[Collected data entries]
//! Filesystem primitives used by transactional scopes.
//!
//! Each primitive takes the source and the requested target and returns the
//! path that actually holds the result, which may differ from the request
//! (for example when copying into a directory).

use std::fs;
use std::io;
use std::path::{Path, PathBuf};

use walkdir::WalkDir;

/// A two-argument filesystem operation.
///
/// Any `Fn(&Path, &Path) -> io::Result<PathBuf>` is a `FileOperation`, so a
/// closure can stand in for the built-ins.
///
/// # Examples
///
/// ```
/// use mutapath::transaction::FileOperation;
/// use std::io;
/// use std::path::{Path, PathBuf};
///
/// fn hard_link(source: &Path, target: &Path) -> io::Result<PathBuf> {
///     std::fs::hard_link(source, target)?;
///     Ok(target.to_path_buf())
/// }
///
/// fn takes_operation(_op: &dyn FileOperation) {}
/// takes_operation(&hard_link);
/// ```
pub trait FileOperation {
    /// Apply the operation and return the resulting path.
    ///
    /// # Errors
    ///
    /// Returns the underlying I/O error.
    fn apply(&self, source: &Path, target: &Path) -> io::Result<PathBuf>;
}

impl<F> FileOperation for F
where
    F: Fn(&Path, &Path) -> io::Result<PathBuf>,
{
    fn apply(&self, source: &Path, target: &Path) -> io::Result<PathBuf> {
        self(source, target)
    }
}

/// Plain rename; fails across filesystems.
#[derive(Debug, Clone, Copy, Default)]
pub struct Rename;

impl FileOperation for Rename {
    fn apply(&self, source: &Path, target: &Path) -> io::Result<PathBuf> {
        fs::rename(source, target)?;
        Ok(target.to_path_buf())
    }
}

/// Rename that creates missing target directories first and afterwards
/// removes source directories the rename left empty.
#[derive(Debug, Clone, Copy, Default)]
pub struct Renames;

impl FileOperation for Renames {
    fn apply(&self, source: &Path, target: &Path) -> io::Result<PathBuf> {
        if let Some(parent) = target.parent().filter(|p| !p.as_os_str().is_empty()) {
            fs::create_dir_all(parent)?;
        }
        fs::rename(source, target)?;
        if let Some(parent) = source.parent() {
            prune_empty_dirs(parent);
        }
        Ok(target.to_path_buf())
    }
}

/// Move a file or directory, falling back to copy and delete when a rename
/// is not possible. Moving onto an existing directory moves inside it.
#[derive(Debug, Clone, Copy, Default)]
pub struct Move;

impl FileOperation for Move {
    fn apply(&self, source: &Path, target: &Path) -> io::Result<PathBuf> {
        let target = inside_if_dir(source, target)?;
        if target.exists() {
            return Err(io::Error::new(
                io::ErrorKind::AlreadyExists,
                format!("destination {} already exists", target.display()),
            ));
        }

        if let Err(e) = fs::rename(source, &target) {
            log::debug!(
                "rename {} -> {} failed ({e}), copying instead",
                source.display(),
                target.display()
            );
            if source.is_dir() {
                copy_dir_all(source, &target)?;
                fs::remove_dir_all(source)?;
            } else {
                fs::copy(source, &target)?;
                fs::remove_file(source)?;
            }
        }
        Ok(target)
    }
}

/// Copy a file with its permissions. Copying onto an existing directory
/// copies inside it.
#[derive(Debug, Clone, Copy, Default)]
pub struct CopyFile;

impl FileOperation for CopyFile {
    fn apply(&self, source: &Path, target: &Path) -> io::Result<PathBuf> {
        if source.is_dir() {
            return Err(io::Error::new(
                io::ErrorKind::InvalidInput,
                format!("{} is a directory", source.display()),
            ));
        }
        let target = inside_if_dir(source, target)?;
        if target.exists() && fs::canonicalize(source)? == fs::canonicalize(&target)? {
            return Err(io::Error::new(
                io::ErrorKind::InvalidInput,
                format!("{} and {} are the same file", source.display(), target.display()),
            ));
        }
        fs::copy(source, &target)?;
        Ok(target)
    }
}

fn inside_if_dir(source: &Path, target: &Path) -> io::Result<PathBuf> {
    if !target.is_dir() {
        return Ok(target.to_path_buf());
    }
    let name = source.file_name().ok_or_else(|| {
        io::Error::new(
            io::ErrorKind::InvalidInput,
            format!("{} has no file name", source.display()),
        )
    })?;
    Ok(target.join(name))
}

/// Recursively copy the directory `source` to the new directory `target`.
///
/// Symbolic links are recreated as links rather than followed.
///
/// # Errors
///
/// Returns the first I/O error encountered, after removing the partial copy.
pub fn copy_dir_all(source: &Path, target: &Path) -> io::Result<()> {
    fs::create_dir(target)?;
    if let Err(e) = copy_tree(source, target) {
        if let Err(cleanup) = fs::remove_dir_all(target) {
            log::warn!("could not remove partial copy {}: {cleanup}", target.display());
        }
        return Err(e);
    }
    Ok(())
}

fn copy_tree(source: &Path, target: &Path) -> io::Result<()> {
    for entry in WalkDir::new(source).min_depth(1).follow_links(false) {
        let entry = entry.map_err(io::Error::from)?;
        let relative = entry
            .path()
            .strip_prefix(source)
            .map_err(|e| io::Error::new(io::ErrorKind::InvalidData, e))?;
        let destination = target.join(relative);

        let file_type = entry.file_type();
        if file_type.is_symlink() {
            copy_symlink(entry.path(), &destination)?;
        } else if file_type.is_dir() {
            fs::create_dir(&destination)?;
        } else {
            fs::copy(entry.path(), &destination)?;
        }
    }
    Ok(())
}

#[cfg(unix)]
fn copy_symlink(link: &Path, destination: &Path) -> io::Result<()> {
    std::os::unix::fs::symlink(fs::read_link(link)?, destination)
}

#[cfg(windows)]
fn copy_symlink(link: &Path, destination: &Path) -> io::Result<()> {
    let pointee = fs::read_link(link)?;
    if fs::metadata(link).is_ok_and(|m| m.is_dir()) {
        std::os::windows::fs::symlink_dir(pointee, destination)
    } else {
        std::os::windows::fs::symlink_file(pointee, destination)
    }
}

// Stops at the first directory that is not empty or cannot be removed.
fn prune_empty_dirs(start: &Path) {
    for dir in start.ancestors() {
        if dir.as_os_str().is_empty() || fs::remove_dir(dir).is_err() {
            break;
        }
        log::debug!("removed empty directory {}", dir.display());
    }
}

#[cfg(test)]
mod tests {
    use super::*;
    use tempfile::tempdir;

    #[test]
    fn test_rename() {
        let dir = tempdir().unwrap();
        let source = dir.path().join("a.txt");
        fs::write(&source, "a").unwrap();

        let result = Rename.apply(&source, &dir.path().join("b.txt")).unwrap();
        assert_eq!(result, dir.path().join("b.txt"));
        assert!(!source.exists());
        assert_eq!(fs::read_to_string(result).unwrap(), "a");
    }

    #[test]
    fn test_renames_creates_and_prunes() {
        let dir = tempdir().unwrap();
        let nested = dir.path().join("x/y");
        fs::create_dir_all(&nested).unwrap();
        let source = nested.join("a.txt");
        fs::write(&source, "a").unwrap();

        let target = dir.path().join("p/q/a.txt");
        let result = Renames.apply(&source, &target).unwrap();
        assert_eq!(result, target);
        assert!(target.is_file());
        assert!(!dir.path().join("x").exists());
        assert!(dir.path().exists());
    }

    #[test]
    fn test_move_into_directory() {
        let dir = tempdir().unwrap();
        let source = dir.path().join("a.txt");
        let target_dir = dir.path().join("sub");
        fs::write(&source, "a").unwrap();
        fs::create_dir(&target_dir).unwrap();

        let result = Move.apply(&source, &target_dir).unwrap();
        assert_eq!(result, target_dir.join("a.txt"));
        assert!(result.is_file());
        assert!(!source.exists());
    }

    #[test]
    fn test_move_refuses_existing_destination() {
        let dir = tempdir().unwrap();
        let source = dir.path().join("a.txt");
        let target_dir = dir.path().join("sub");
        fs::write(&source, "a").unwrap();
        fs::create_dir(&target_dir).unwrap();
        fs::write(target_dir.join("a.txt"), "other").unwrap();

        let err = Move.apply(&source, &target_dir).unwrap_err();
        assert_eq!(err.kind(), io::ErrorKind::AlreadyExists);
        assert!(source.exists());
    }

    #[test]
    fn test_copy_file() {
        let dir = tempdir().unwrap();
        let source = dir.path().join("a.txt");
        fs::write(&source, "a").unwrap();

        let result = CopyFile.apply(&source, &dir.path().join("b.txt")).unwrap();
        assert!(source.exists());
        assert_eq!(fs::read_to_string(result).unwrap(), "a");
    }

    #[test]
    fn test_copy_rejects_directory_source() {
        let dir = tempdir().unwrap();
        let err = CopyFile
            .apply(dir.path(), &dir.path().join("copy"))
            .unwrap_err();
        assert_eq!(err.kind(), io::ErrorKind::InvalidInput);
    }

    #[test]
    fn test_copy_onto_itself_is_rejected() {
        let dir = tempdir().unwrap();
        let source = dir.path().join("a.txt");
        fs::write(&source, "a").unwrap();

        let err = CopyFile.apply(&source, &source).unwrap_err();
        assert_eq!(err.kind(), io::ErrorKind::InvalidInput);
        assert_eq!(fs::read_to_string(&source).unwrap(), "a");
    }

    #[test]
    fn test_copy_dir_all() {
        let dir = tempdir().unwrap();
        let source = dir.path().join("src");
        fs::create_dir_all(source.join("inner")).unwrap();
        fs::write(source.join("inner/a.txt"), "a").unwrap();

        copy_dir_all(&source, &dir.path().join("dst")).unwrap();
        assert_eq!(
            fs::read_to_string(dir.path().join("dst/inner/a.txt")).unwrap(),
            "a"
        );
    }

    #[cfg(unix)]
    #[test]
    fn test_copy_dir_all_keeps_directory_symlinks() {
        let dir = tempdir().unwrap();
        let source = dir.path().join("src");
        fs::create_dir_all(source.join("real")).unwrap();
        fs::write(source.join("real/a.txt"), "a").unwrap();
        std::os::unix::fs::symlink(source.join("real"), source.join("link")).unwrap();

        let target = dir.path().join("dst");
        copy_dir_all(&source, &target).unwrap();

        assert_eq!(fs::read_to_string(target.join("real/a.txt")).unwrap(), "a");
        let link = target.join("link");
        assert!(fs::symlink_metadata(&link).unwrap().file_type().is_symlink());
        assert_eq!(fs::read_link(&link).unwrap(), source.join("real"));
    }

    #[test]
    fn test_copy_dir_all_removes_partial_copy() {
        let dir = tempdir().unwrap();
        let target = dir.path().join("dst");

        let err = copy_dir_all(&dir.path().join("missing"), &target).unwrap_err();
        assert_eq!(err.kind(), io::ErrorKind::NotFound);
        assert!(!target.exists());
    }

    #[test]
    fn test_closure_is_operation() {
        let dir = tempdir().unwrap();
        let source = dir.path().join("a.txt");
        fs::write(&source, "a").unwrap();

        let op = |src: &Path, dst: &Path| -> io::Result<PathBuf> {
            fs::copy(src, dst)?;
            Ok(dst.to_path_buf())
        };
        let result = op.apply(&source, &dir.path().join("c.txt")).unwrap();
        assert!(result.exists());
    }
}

• _Work request_
Where a line of the data includes the string "removed", list that line.

• _Response area_
// Stops at the first directory that is not empty or cannot be removed.
        log::debug!("removed empty directory {}", dir.display());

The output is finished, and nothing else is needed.